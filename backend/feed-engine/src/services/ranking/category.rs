use super::PostScorer;
use crate::models::{FeedItem, PostKind, ViewStateMap};
use chrono::{DateTime, Utc};
use serde::Serialize;

/// Display grouping for a feed tab or section header.
#[derive(Debug, Clone, Copy, PartialEq, Eq, Hash, Serialize)]
#[serde(rename_all = "lowercase")]
pub enum FeedCategory {
    Questions,
    Discussions,
    Announcements,
    General,
}

impl FeedCategory {
    pub const ALL: [FeedCategory; 4] = [
        FeedCategory::Questions,
        FeedCategory::Discussions,
        FeedCategory::Announcements,
        FeedCategory::General,
    ];

    pub fn label(&self) -> &'static str {
        match self {
            FeedCategory::Questions => "Questions",
            FeedCategory::Discussions => "Discussions",
            FeedCategory::Announcements => "Announcements",
            FeedCategory::General => "General",
        }
    }
}

impl From<PostKind> for FeedCategory {
    fn from(kind: PostKind) -> Self {
        match kind {
            PostKind::Question => FeedCategory::Questions,
            PostKind::Discussion => FeedCategory::Discussions,
            PostKind::Announcement => FeedCategory::Announcements,
            PostKind::Other => FeedCategory::General,
        }
    }
}

#[derive(Debug, Clone, PartialEq, Serialize)]
pub struct CategorySection {
    pub category: FeedCategory,
    pub items: Vec<FeedItem>,
}

/// Ranks `items` for the viewer, then splits them into category sections.
/// Sections come out in [`FeedCategory::ALL`] order, each in rank order, and
/// empty ones are skipped.
pub fn group_by_category(items: &[FeedItem], view_state: &ViewStateMap) -> Vec<CategorySection> {
    group_by_category_at(items, view_state, Utc::now())
}

pub fn group_by_category_at(
    items: &[FeedItem],
    view_state: &ViewStateMap,
    now: DateTime<Utc>,
) -> Vec<CategorySection> {
    let mut sections: Vec<CategorySection> = FeedCategory::ALL
        .into_iter()
        .map(|category| CategorySection {
            category,
            items: Vec::new(),
        })
        .collect();

    for item in PostScorer::new().rank_at(items, view_state, now) {
        let category = FeedCategory::from(item.kind);
        if let Some(section) = sections.iter_mut().find(|s| s.category == category) {
            section.items.push(item);
        }
    }

    sections.retain(|s| !s.items.is_empty());
    sections
}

....................

Problem: Gather up every line in the data above that contains the word "General", copying each one.

Your response:
    General,
        FeedCategory::General,
            FeedCategory::General => "General",
            PostKind::Other => FeedCategory::General,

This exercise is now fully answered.